Abstract

No-reference image quality assessment aims to predict the visual quality of distorted images without examining the original image as a reference. Most no-reference image quality metrics which have been already proposed are designed for one or a set of predefined specific distortion types and are unlikely to generalize for evaluating images degraded with other types of distortion. There is a strong need of no-reference image quality assessment methods which are applicable to various distortions. In this paper, the authors proposed a no-reference image quality assessment method based on a natural image statistic model in the wavelet transform domain. A generalized Gaussian density model is employed to summarize the marginal distribution of wavelet coefficients of the test images, so that correlative parameters are needed for the evaluation of image quality. The proposed algorithm is tested on three large-scale benchmark databases. Experimental results demonstrate that the proposed algorithm is easy to implement and computational efficient.

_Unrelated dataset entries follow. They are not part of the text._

//! Redb transaction implementation.
//!
//! This module provides the `RedbTransaction` type which implements the
//! `Transaction` trait for both read-only and read-write transactions.
//!
//! Bucket handles (redb tables) are opened per call and dropped before the
//! call returns; nothing outlives the transaction that opened it.

use std::fs::File;

use redb::{Database, ReadTransaction, TableError, TableHandle, WriteTransaction};

use crate::engine::{BucketName, StoreError, StoreResult, Transaction};

use super::tables::{bucket_table, entry_count, named_table, read_value, walk};

/// A transaction for the Redb storage engine.
///
/// This type wraps both read-only and read-write Redb transactions,
/// providing a unified interface through the `Transaction` trait.
#[allow(clippy::large_enum_variant)]
pub enum RedbTransaction {
    /// A read-only transaction.
    Read(ReadTransaction),
    /// A read-write transaction.
    Write(WriteTransaction),
}

impl RedbTransaction {
    /// Create a new read-only transaction.
    pub const fn new_read(tx: ReadTransaction) -> Self {
        Self::Read(tx)
    }

    /// Create a new read-write transaction.
    pub const fn new_write(tx: WriteTransaction) -> Self {
        Self::Write(tx)
    }
}

/// Map a table-open failure for `bucket` onto the store's error taxonomy.
fn open_error(bucket: &BucketName, err: TableError) -> StoreError {
    match err {
        TableError::TableDoesNotExist(_) => StoreError::BucketNotFound(bucket.to_string()),
        other => StoreError::internal(other),
    }
}

impl Transaction for RedbTransaction {
    fn bucket_exists(&self, bucket: &BucketName) -> StoreResult<bool> {
        let found = match self {
            Self::Read(tx) => tx
                .list_tables()
                .map_err(StoreError::internal)?
                .any(|table| table.name() == bucket.as_str()),
            Self::Write(tx) => tx
                .list_tables()
                .map_err(StoreError::internal)?
                .any(|table| table.name() == bucket.as_str()),
        };
        Ok(found)
    }

    fn create_bucket(&mut self, bucket: &BucketName) -> StoreResult<()> {
        match self {
            Self::Read(_) => Err(StoreError::ReadOnly),
            Self::Write(tx) => {
                // Opening a table in a write transaction creates it.
                tx.open_table(bucket_table(bucket)).map_err(|e| open_error(bucket, e))?;
                Ok(())
            }
        }
    }

    fn delete_bucket(&mut self, bucket: &BucketName) -> StoreResult<()> {
        match self {
            Self::Read(_) => Err(StoreError::ReadOnly),
            Self::Write(tx) => match tx.delete_table(bucket_table(bucket)) {
                Ok(true) => Ok(()),
                Ok(false) => Err(StoreError::BucketNotFound(bucket.to_string())),
                Err(e) => Err(open_error(bucket, e)),
            },
        }
    }

    fn get(&self, bucket: &BucketName, key: &[u8]) -> StoreResult<Option<Vec<u8>>> {
        match self {
            Self::Read(tx) => {
                let table =
                    tx.open_table(bucket_table(bucket)).map_err(|e| open_error(bucket, e))?;
                read_value(&table, key)
            }
            Self::Write(tx) => {
                let table =
                    tx.open_table(bucket_table(bucket)).map_err(|e| open_error(bucket, e))?;
                read_value(&table, key)
            }
        }
    }

    fn put(&mut self, bucket: &BucketName, key: &[u8], value: &[u8]) -> StoreResult<()> {
        match self {
            Self::Read(_) => Err(StoreError::ReadOnly),
            Self::Write(tx) => {
                let mut table =
                    tx.open_table(bucket_table(bucket)).map_err(|e| open_error(bucket, e))?;
                table.insert(key, value).map_err(StoreError::internal)?;
                Ok(())
            }
        }
    }

    fn delete(&mut self, bucket: &BucketName, key: &[u8]) -> StoreResult<bool> {
        match self {
            Self::Read(_) => Err(StoreError::ReadOnly),
            Self::Write(tx) => {
                let mut table =
                    tx.open_table(bucket_table(bucket)).map_err(|e| open_error(bucket, e))?;
                let removed = table.remove(key).map_err(StoreError::internal)?;
                Ok(removed.is_some())
            }
        }
    }

    fn len(&self, bucket: &BucketName) -> StoreResult<u64> {
        match self {
            Self::Read(tx) => {
                let table =
                    tx.open_table(bucket_table(bucket)).map_err(|e| open_error(bucket, e))?;
                entry_count(&table)
            }
            Self::Write(tx) => {
                let table =
                    tx.open_table(bucket_table(bucket)).map_err(|e| open_error(bucket, e))?;
                entry_count(&table)
            }
        }
    }

    fn for_each<E, F>(&self, bucket: &BucketName, f: F) -> Result<(), E>
    where
        E: From<StoreError>,
        F: FnMut(&[u8], &[u8]) -> Result<(), E>,
    {
        match self {
            Self::Read(tx) => {
                let table =
                    tx.open_table(bucket_table(bucket)).map_err(|e| open_error(bucket, e))?;
                walk(&table, f)
            }
            Self::Write(tx) => {
                let table =
                    tx.open_table(bucket_table(bucket)).map_err(|e| open_error(bucket, e))?;
                walk(&table, f)
            }
        }
    }

    fn copy_to_file(&self, file: File) -> StoreResult<u64> {
        match self {
            Self::Read(tx) => copy_snapshot(tx, file),
            Self::Write(_) => Err(StoreError::Unsupported(
                "snapshot copy requires a read-only transaction".into(),
            )),
        }
    }

    fn commit(self) -> StoreResult<()> {
        match self {
            // Read transactions don't need explicit commit
            Self::Read(_) => Ok(()),
            Self::Write(tx) => tx.commit().map_err(StoreError::transaction),
        }
    }

    fn rollback(self) -> StoreResult<()> {
        match self {
            Self::Read(_) => Ok(()),
            Self::Write(tx) => tx.abort().map_err(StoreError::transaction),
        }
    }

    fn is_read_only(&self) -> bool {
        matches!(self, Self::Read(_))
    }
}

/// Replay every table visible in `snapshot` into a fresh database in `file`.
///
/// The source is a read transaction, so concurrent writers keep committing
/// while the copy runs and none of their changes reach the target.
fn copy_snapshot(snapshot: &ReadTransaction, file: File) -> StoreResult<u64> {
    let target =
        Database::builder().create_file(file).map_err(|e| StoreError::Open(e.to_string()))?;
    let out = target.begin_write().map_err(StoreError::transaction)?;

    let mut copied = 0u64;
    for handle in snapshot.list_tables().map_err(StoreError::internal)? {
        let name = handle.name().to_string();
        let source = snapshot.open_table(named_table(&name)).map_err(|e| match e {
            TableError::TableTypeMismatch { .. } => {
                StoreError::Unsupported(format!("table {name} does not hold raw byte entries"))
            }
            other => StoreError::internal(other),
        })?;
        let mut dest = out.open_table(named_table(&name)).map_err(StoreError::internal)?;
        walk(&source, |key, value| -> StoreResult<()> {
            dest.insert(key, value).map_err(StoreError::internal)?;
            copied += 1;
            Ok(())
        })?;
    }

    out.commit().map_err(StoreError::transaction)?;
    Ok(copied)
}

Furthermore, our method can be applied to many well-known types of image distortions, and achieves a good quality of prediction performance.

Highlights

  • Objective image quality assessment models typically require the access to a reference image that is assumed to have perfect quality (Wang and Simoncelli 2005; Manap and Shao 2015)

  • In most images except JPEG, the method we proposed is better than blind image quality indices (BIQI) (Moorthy and Bovik 2010) and nearly to the reference image quality assessment such as Peak signal-to-noise ratio (PSNR), structural similarity (SSIM)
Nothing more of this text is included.